Start of Given information

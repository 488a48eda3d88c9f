use std::pin::Pin;

use futures::{Stream, TryStreamExt, stream};
use shardline_sdk::{
    Client,
    transport::Transport,
    types::{
        AccountLimits, AddTagsToStreamInput, CreateStreamInput, DeleteStreamInput,
        DescribeStreamInput, ListAllShardsInput, ListAllStreamsInput, ListAllTagsInput,
        ListStreamsInput, ListTagsForStreamInput, RemoveTagsFromStreamInput,
        RetentionPeriodInput, Shard, StreamDescription, StreamName, Tag, UpdateShardCountInput,
        UpdateShardCountOutput,
    },
};

use crate::{
    cli::{
        AddTagsArgs, CreateStreamArgs, DescribeStreamArgs, ListShardsArgs, ListStreamsArgs,
        ListTagsArgs, RemoveTagsArgs, RetentionArgs, UpdateShardCountArgs,
    },
    error::{CliError, OpKind},
};

type ItemStream<'a, T> = Pin<Box<dyn Stream<Item = Result<T, CliError>> + Send + 'a>>;

pub async fn create_stream<T: Transport>(
    client: &Client<T>,
    args: CreateStreamArgs,
) -> Result<(), CliError> {
    let input = CreateStreamInput::new(args.stream).with_shard_count(args.shard_count);
    client
        .create_stream(input)
        .await
        .map_err(|e| CliError::op(OpKind::CreateStream, e))
}

pub async fn delete_stream<T: Transport>(
    client: &Client<T>,
    stream: StreamName,
) -> Result<(), CliError> {
    client
        .delete_stream(DeleteStreamInput::new(stream))
        .await
        .map_err(|e| CliError::op(OpKind::DeleteStream, e))
}

pub async fn describe_stream<T: Transport>(
    client: &Client<T>,
    args: DescribeStreamArgs,
) -> Result<StreamDescription, CliError> {
    let mut input = DescribeStreamInput::new(args.stream);
    if let Some(limit) = args.limit {
        input = input.with_limit(limit);
    }
    if let Some(start_after) = args.start_after {
        input = input.with_exclusive_start_shard_id(start_after);
    }
    client
        .describe_stream(input)
        .await
        .map_err(|e| CliError::op(OpKind::DescribeStream, e))
}

/// Every shard of a stream, oldest first.
pub async fn list_shards<T: Transport>(
    client: &Client<T>,
    args: ListShardsArgs,
    page_size: usize,
) -> Result<Vec<Shard>, CliError> {
    let mut input = ListAllShardsInput::new(args.stream).with_page_size(page_size);
    if let Some(start_after) = args.start_after {
        input = input.with_exclusive_start_shard_id(start_after);
    }
    let shards = client
        .list_all_shards(input)
        .collect_all()
        .await
        .map_err(|partial| CliError::aborted(OpKind::ListShards, partial.aborted))?;
    Ok(if args.open {
        shards.into_iter().filter(Shard::is_open).collect()
    } else {
        shards
    })
}

/// Open shards across the whole stream. A page that starts at the first
/// shard and has nothing after it is already complete.
pub async fn open_shard_count<T: Transport>(
    client: &Client<T>,
    description: &StreamDescription,
    from_start: bool,
    page_size: usize,
) -> Result<usize, CliError> {
    if from_start && !description.shards.has_more {
        return Ok(description
            .shards
            .values
            .iter()
            .filter(|shard| shard.is_open())
            .count());
    }
    let args = ListShardsArgs {
        stream: description.name.clone(),
        start_after: None,
        open: true,
    };
    Ok(list_shards(client, args, page_size).await?.len())
}

pub async fn list_streams<'a, T: Transport>(
    client: &'a Client<T>,
    args: ListStreamsArgs,
    page_size: usize,
) -> Result<ItemStream<'a, StreamName>, CliError> {
    let ListStreamsArgs {
        start_after,
        limit,
        no_auto_paginate,
    } = args;

    if no_auto_paginate {
        let mut input = ListStreamsInput::new();
        if let Some(s) = start_after {
            input = input.with_exclusive_start_stream_name(s);
        }
        if let Some(l) = limit {
            input = input.with_limit(l);
        }

        let page = client
            .list_streams(input)
            .await
            .map_err(|e| CliError::op(OpKind::ListStreams, e))?;

        Ok(Box::pin(stream::iter(page.values.into_iter().map(Ok))))
    } else {
        let mut input = ListAllStreamsInput::new().with_page_size(page_size);
        if let Some(s) = start_after {
            input = input.with_exclusive_start_stream_name(s);
        }
        if let Some(l) = limit {
            input = input.with_max_items(l);
        }

        let streams = client
            .list_all_streams(input)
            .into_stream()
            .map_err(|e| CliError::aborted(OpKind::ListStreams, e));

        Ok(Box::pin(streams))
    }
}

pub async fn increase_retention<T: Transport>(
    client: &Client<T>,
    args: RetentionArgs,
) -> Result<(), CliError> {
    client
        .increase_stream_retention_period(RetentionPeriodInput::increase(args.stream, args.hours))
        .await
        .map_err(|e| CliError::op(OpKind::IncreaseRetention, e))
}

pub async fn decrease_retention<T: Transport>(
    client: &Client<T>,
    args: RetentionArgs,
) -> Result<(), CliError> {
    client
        .decrease_stream_retention_period(RetentionPeriodInput::decrease(args.stream, args.hours))
        .await
        .map_err(|e| CliError::op(OpKind::DecreaseRetention, e))
}

pub async fn update_shard_count<T: Transport>(
    client: &Client<T>,
    args: UpdateShardCountArgs,
) -> Result<UpdateShardCountOutput, CliError> {
    client
        .update_shard_count(UpdateShardCountInput::new(
            args.stream,
            args.target_shard_count,
        ))
        .await
        .map_err(|e| CliError::op(OpKind::UpdateShardCount, e))
}

pub async fn add_tags<T: Transport>(client: &Client<T>, args: AddTagsArgs) -> Result<(), CliError> {
    let input = AddTagsToStreamInput::new(args.stream)
        .with_tags(args.tags.into_iter().map(Tag::from));
    client
        .add_tags_to_stream(input)
        .await
        .map_err(|e| CliError::op(OpKind::AddTags, e))
}

pub async fn remove_tags<T: Transport>(
    client: &Client<T>,
    args: RemoveTagsArgs,
) -> Result<(), CliError> {
    let input = RemoveTagsFromStreamInput::new(args.stream).with_tag_keys(args.keys);
    client
        .remove_tags_from_stream(input)
        .await
        .map_err(|e| CliError::op(OpKind::RemoveTags, e))
}

pub async fn list_tags<'a, T: Transport>(
    client: &'a Client<T>,
    args: ListTagsArgs,
    page_size: usize,
) -> Result<ItemStream<'a, Tag>, CliError> {
    let ListTagsArgs {
        stream: stream_name,
        start_after,
        limit,
        no_auto_paginate,
    } = args;

    if no_auto_paginate {
        let mut input = ListTagsForStreamInput::new(stream_name);
        if let Some(s) = start_after {
            input = input.with_exclusive_start_tag_key(s);
        }
        if let Some(l) = limit {
            input = input.with_limit(l);
        }

        let page = client
            .list_tags_for_stream(input)
            .await
            .map_err(|e| CliError::op(OpKind::ListTags, e))?;

        Ok(Box::pin(stream::iter(page.values.into_iter().map(Ok))))
    } else {
        let mut input = ListAllTagsInput::new(stream_name).with_page_size(page_size);
        if let Some(s) = start_after {
            input = input.with_exclusive_start_tag_key(s);
        }
        if let Some(l) = limit {
            input = input.with_max_items(l);
        }

        let tags = client
            .list_all_tags(input)
            .into_stream()
            .map_err(|e| CliError::aborted(OpKind::ListTags, e));

        Ok(Box::pin(tags))
    }
}

pub async fn describe_limits<T: Transport>(client: &Client<T>) -> Result<AccountLimits, CliError> {
    client
        .describe_limits()
        .await
        .map_err(|e| CliError::op(OpKind::DescribeLimits, e))
}

/// Drains a listing, keeping the first error.
pub async fn collect<T>(items: ItemStream<'_, T>) -> Result<Vec<T>, CliError> {
    items.try_collect().await
}

#[cfg(test)]
mod tests {
    use shardline_lite::{backend::Backend, handlers::v1::LiteTransport};

    use super::*;

    fn client() -> Client<LiteTransport> {
        Client::new(LiteTransport::new(Backend::new(Default::default())))
    }

    fn name(s: &str) -> StreamName {
        s.parse().expect("valid name")
    }

    async fn create(client: &Client<LiteTransport>, stream: &str, shard_count: u32) {
        create_stream(
            client,
            CreateStreamArgs {
                stream: name(stream),
                shard_count,
            },
        )
        .await
        .expect("create");
    }

    #[tokio::test]
    async fn limit_caps_auto_pagination() {
        let client = client();
        for stream in ["a", "b", "c", "d", "e"] {
            create(&client, stream, 1).await;
        }
        let args = ListStreamsArgs {
            start_after: Some("a".parse().expect("cursor")),
            limit: Some(3),
            no_auto_paginate: false,
        };
        let names: Vec<_> = list_streams(&client, args, 2)
            .await
            .expect("listing")
            .try_collect()
            .await
            .expect("streams");
        assert_eq!(names, vec![name("b"), name("c"), name("d")]);
    }

    #[tokio::test]
    async fn single_page_reports_only_that_page() {
        let client = client();
        for stream in ["a", "b", "c"] {
            create(&client, stream, 1).await;
        }
        let args = ListStreamsArgs {
            start_after: None,
            limit: Some(2),
            no_auto_paginate: true,
        };
        let names = collect(list_streams(&client, args, 100).await.expect("listing"))
            .await
            .expect("streams");
        assert_eq!(names, vec![name("a"), name("b")]);
    }

    #[tokio::test]
    async fn open_filter_drops_closed_parents() {
        let client = client();
        create(&client, "orders", 2).await;
        update_shard_count(
            &client,
            UpdateShardCountArgs {
                stream: name("orders"),
                target_shard_count: 3,
            },
        )
        .await
        .expect("rescale");

        let args = |open| ListShardsArgs {
            stream: name("orders"),
            start_after: None,
            open,
        };
        assert_eq!(list_shards(&client, args(false), 1).await.expect("all").len(), 5);
        let open = list_shards(&client, args(true), 1).await.expect("open");
        assert_eq!(open.len(), 3);
        assert!(open.iter().all(Shard::is_open));
    }

    #[tokio::test]
    async fn open_shard_count_spans_every_page() {
        let client = client();
        create(&client, "orders", 4).await;
        update_shard_count(
            &client,
            UpdateShardCountArgs {
                stream: name("orders"),
                target_shard_count: 6,
            },
        )
        .await
        .expect("rescale");

        // The first page holds only closed parents.
        let description = describe_stream(
            &client,
            DescribeStreamArgs {
                stream: name("orders"),
                limit: Some(4),
                start_after: None,
            },
        )
        .await
        .expect("describe");
        assert!(description.shards.has_more);
        assert!(description.shards.values.iter().all(|shard| !shard.is_open()));
        assert_eq!(
            open_shard_count(&client, &description, true, 2)
                .await
                .expect("count"),
            6
        );

        let complete = describe_stream(
            &client,
            DescribeStreamArgs {
                stream: name("orders"),
                limit: None,
                start_after: None,
            },
        )
        .await
        .expect("describe");
        assert_eq!(
            open_shard_count(&client, &complete, true, 2)
                .await
                .expect("count"),
            6
        );
    }

    #[tokio::test]
    async fn invalid_retention_is_a_validation_error() {
        let client = client();
        let err = decrease_retention(
            &client,
            RetentionArgs {
                stream: name("orders"),
                hours: 12,
            },
        )
        .await
        .expect_err("below the decrease floor");
        assert!(matches!(
            err,
            CliError::Validation(OpKind::DecreaseRetention, _)
        ));
    }

    #[tokio::test]
    async fn listing_tags_of_missing_stream_fails_on_first_page() {
        let client = client();
        let args = ListTagsArgs {
            stream: name("missing"),
            start_after: None,
            limit: None,
            no_auto_paginate: false,
        };
        let err = collect(list_tags(&client, args, 10).await.expect("listing"))
            .await
            .expect_err("missing stream");
        assert!(matches!(err, CliError::Operation(OpKind::ListTags, _)));
    }
}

End of Given information

Work task: Return all lines from the entries that contain the string "RetentionPeriodInput".

Result below:
        RetentionPeriodInput, Shard, StreamDescription, StreamName, Tag, UpdateShardCountInput,
        .increase_stream_retention_period(RetentionPeriodInput::increase(args.stream, args.hours))
        .decrease_stream_retention_period(RetentionPeriodInput::decrease(args.stream, args.hours))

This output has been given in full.